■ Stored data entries
┄┄┄┄┄┄
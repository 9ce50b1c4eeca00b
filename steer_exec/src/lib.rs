//! # Steering library.
//!
//! This library allows other crates in the workspace (and the benchmarks) to access items defined
//! inside the steering executable crate.

// ------------------------------------------------------------------------------------------------
// MODULES
// ------------------------------------------------------------------------------------------------

/// Data store - all data passed between modules during a cycle
pub mod data_store;

/// Drive log - per-cycle vehicle records replayed by the host
pub mod drive_log;

/// Lateral control module - turns a desired steering angle into a bounded torque command
pub mod lat_ctrl;

/// Steering limit - the maximum torque the actuator may be commanded at a given speed
pub mod steer_limit;
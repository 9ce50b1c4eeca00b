//! Host platform utility functions

// ---------------------------------------------------------------------------
// IMPORTS
// ---------------------------------------------------------------------------

use std::env;
use std::path::PathBuf;

// ---------------------------------------------------------------------------
// CONSTANTS
// ---------------------------------------------------------------------------

/// Name of the environment variable pointing at the software root, the
/// directory containing `params/` and `sessions/`.
pub const SW_ROOT_ENV_VAR: &str = "STEER_SW_ROOT";

// ---------------------------------------------------------------------------
// PUBLIC FUNCTIONS
// ---------------------------------------------------------------------------

/// Get the root directory of the software from the environment.
pub fn get_steer_sw_root() -> Result<PathBuf, env::VarError> {
    env::var(SW_ROOT_ENV_VAR).map(PathBuf::from)
}
//! # Telecommand module
//!
//! This module provides telecommand functionality to the steering interface. Telecommands are
//! issued by the calibration service (or a script) and are applied by the host between control
//! cycles.

// ---------------------------------------------------------------------------
// MODULES
// ---------------------------------------------------------------------------

pub mod lat_ctrl;

// ---------------------------------------------------------------------------
// IMPORTS
// ---------------------------------------------------------------------------

// External
use serde::{Serialize, Deserialize};
use serde_json::{self, Value};
use thiserror::Error;

// Internal
use lat_ctrl::LqrTuning;

// ---------------------------------------------------------------------------
// STATICS
// ---------------------------------------------------------------------------

static TYPE_HAS_NO_PAYLOAD: [TcType; 2] = [
    TcType::MakeSafe,
    TcType::MakeUnsafe
];

// ---------------------------------------------------------------------------
// ENUMERATIONS
// ---------------------------------------------------------------------------

/// A telecommand, i.e. an instruction sent to the steering software by an external service.
#[derive(Debug, Clone, Serialize, Deserialize, PartialEq)]
pub enum Tc {
    /// Force the controller inactive until a `MakeUnsafe` is received.
    MakeSafe,

    /// Release a previous `MakeSafe`.
    MakeUnsafe,

    /// Replace the lateral controller tuning at the next cycle boundary.
    LatCtrlTuning(LqrTuning),
}

/// Telecommand types. 
///
/// The type is used to identify the purpose of the telecommand, and is given by the `"type"` 
/// field of the JSON packet.
#[derive(Debug, Copy, Clone, Serialize, Deserialize, Eq, PartialEq)]
pub enum TcType {
    MakeSafe,
    MakeUnsafe,
    LatCtrlTuning,
}

/// Possible parsing errors.
#[derive(Debug, Error)]
pub enum TcParseError {
    #[error("TC contains invalid JSON: {0}")]
    InvalidJson(serde_json::Error),

    #[error("TC has an invalid type ({0})")]
    InvalidType(String),

    #[error("TC of type {0:?} is expected to have a payload but it doesn't")]
    MissingPayload(TcType),

    #[error("TC of type {0:?} has an invalid payload: {1}")]
    InvalidPayload(TcType, serde_json::Error)
}

// ---------------------------------------------------------------------------
// IMPLEMENTATIONS
// ---------------------------------------------------------------------------

impl Tc {

    /// Parse a new TC from a JSON packet.
    ///
    /// Packets have the form `{"type": "TUNE", "payload": {...}}`, the payload may be omitted for
    /// types which do not carry one.
    pub fn from_json(json_str: &str) -> Result<Self, TcParseError> {
        // Parse the JSON string into a value
        let val: Value = serde_json::from_str(json_str)
            .map_err(TcParseError::InvalidJson)?;

        // Get the type of the TC
        let type_str = match val["type"].as_str() {
            Some(s) => s,
            None => return Err(TcParseError::InvalidType(String::from(
                "Expected \"type\" to be a string"
            )))
        };
        let tc_type = match TcType::from_str(type_str) {
            Some(t) => t,
            None => return Err(TcParseError::InvalidType(
                format!("{} is not a recognised TC type", type_str)
            ))
        };
        
        // Get the payload. If it's null and the type does not have a payload 
        // then an error is returned
        if val["payload"].is_null()
            &&
            !TYPE_HAS_NO_PAYLOAD.contains(&tc_type)
        {
            return Err(TcParseError::MissingPayload(tc_type))
        }

        Ok(match tc_type {
            TcType::MakeSafe => Tc::MakeSafe,
            TcType::MakeUnsafe => Tc::MakeUnsafe,
            TcType::LatCtrlTuning => Tc::LatCtrlTuning(
                serde_json::from_value(val["payload"].clone())
                    .map_err(|e| TcParseError::InvalidPayload(tc_type, e))?
            )
        })
    }

    /// Get the type of this TC.
    pub fn tc_type(&self) -> TcType {
        match self {
            Tc::MakeSafe => TcType::MakeSafe,
            Tc::MakeUnsafe => TcType::MakeUnsafe,
            Tc::LatCtrlTuning(_) => TcType::LatCtrlTuning
        }
    }
}

impl TcType {
    fn from_str(s: &str) -> Option<Self> {
        match s {
            "SAFE" => Some(TcType::MakeSafe),
            "UNSAFE" => Some(TcType::MakeUnsafe),
            "TUNE" => Some(TcType::LatCtrlTuning),
            _ => None
        }
    }
}

#[cfg(test)]
mod test {
    use super::*;

    #[test]
    fn test_parse_no_payload() {
        assert_eq!(Tc::from_json(r#"{"type": "SAFE"}"#).unwrap(), Tc::MakeSafe);
        assert_eq!(Tc::from_json(r#"{"type": "UNSAFE"}"#).unwrap(), Tc::MakeUnsafe);
    }

    #[test]
    fn test_parse_tuning() {
        let tc = Tc::from_json(r#"{
            "type": "TUNE",
            "payload": {
                "version": 3,
                "a": [1.0, 0.01, 0.0, 1.0],
                "b": [0.0, 0.01],
                "c": [1.0, 0.0],
                "k": [1.0, 0.1],
                "l": [0.1, 0.01],
                "dc_gain": 0.003,
                "scale": 1800.0,
                "ki": 0.015,
                "sat_limit_s": 0.4
            }
        }"#).unwrap();

        assert_eq!(tc.tc_type(), TcType::LatCtrlTuning);
        match tc {
            Tc::LatCtrlTuning(t) => {
                assert_eq!(t.version, 3);
                assert_eq!(t.a, vec![1.0, 0.01, 0.0, 1.0]);
                assert_eq!(t.scale, 1800.0);
            },
            _ => panic!("Expected a tuning TC")
        }
    }

    #[test]
    fn test_parse_errors() {
        assert!(matches!(
            Tc::from_json("{not json"), 
            Err(TcParseError::InvalidJson(_))
        ));
        assert!(matches!(
            Tc::from_json(r#"{"type": "LAUNCH"}"#), 
            Err(TcParseError::InvalidType(_))
        ));
        assert!(matches!(
            Tc::from_json(r#"{"type": 4}"#), 
            Err(TcParseError::InvalidType(_))
        ));
        assert!(matches!(
            Tc::from_json(r#"{"type": "TUNE"}"#), 
            Err(TcParseError::MissingPayload(TcType::LatCtrlTuning))
        ));
        assert!(matches!(
            Tc::from_json(r#"{"type": "TUNE", "payload": {"version": 1}}"#), 
            Err(TcParseError::InvalidPayload(TcType::LatCtrlTuning, _))
        ));
    }
}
┄┄┄┄┄┄
■ Required work
Among the lines above, which ones include the word "library"? Copy them.

■ Answer to this problem
//! # Steering library.
//! This library allows other crates in the workspace (and the benchmarks) to access items defined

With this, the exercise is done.